The Court has carefully reviewed the parties’ motions for summary judgment, supporting memoranda, replies, and responses. Although the parties generally do not dispute that the forgoing events occurred, there are material disputes regarding the details of the circumstances surrounding these events and the interpretations of the relevant documents in light of those circumstances. One of the dispositve issues presented for determination is whether Brooke Corp received reasonably equivalent value within the meaning of § 548 in exchange for the transfers to SpiritBank. [3] From review of the pleadings, the Court has concluded that the factual disputes preclude summary judgment for either party on this issue. The motions are therefore denied. [4]

Trial will be necessary on the issues raised by the adversary complaint. [5] The Court notes that a final pretrial order has been filed and sets the following deadlines: Motions in Limine and/or Daubert Motions shall be filed no later than 5:00 P.M. Central time on February 9, 2015, a final pretrial conference shall be conducted by telephone on February 10, 2015 at 1:30 p.m., and trial shall be conducted on February 24-26, 2015 at 9:30 A.M.

The Motion for Summary Judgment filed by the Trustee and the Motion for Summary Judgment filed by SpiritBank are denied.

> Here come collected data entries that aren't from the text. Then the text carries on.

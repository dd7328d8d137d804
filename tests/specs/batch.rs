// SPDX-License-Identifier: BUSL-1.1
// Copyright (c) 2026 Alfred Jean LLC

//! Batch latch specs: query/control round-trip and the disconnect fallback.

use super::prelude::*;
use warden_wire::{keys, Value};

fn batch_control(enable: bool) -> Value {
    let mut msg = Value::dict();
    msg.insert(keys::BATCH_CONTROL, Value::Bool(enable));
    msg
}

#[test]
fn batch_control_round_trip() {
    let daemon = Daemon::start();
    let mut client = daemon.client();

    assert_eq!(client.msg(&Value::string(keys::BATCH_QUERY)).unwrap(), Value::Bool(true));

    assert_eq!(client.msg(&batch_control(false)).unwrap().as_str(), Some(keys::RESPONSE_SUCCESS));
    assert_eq!(client.msg(&Value::string(keys::BATCH_QUERY)).unwrap(), Value::Bool(false));

    assert_eq!(client.msg(&batch_control(true)).unwrap().as_str(), Some(keys::RESPONSE_SUCCESS));
    assert_eq!(client.msg(&Value::string(keys::BATCH_QUERY)).unwrap(), Value::Bool(true));
}

#[test]
fn client_disconnect_forces_batch_back_on() {
    let daemon = Daemon::start();

    let mut setter = daemon.client();
    setter.msg(&batch_control(false)).unwrap();
    assert_eq!(setter.msg(&Value::string(keys::BATCH_QUERY)).unwrap(), Value::Bool(false));

    // The client that disabled batch crashes.
    drop(setter);

    let restored = wait_for(SPEC_WAIT_MAX_MS, || {
        let mut probe = daemon.client();
        probe
            .msg(&Value::string(keys::BATCH_QUERY))
            .map(|resp| resp == Value::Bool(true))
            .unwrap_or(false)
    });
    assert!(restored, "any connection close must re-enable batch");
}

[1] Future references to sections of title 11 in the text shall be to the section number only.

[2] Doc. 124.

[3] Unlike most summary judgment motions before this Court, SpiritBank’s positions are supported in large part by an expert opinion which addresses reasonable equivalent value and other matters. The Trustee argues that the opinion’s conclusions should be disregarded because they are based upon false premises. The Trustee also argues that the opinion is not admissible. (Doc. 127, pp. 27-28). SpiritBank’s response in support of admission of the report includes no authorities. (Doc. 129, pp. 21-23). Without additional briefing, the Court declines to rule on the admissibility of the expert opinion and therefore did not determine if it can be properly considered in support of SpiritBank’s positions. (See Fed. Rule of Civ. P. 56(c)(2) made applicable to this proceeding by Fed. Rule Bankr. P. 7056).

[4] In so stating, the Court is not implying that reasonable equivalent value is the only issue for which controverted facts preclude a ruling.

[5] Bankruptcy Rule 7052 adopts Federal Rule of Civil Procedure 52(a)(3), which states, “The court is not required to state findings or conclusions when ruling on a motion under Rule 12 or 56, or, unless these rules provide otherwise, on any other motion.”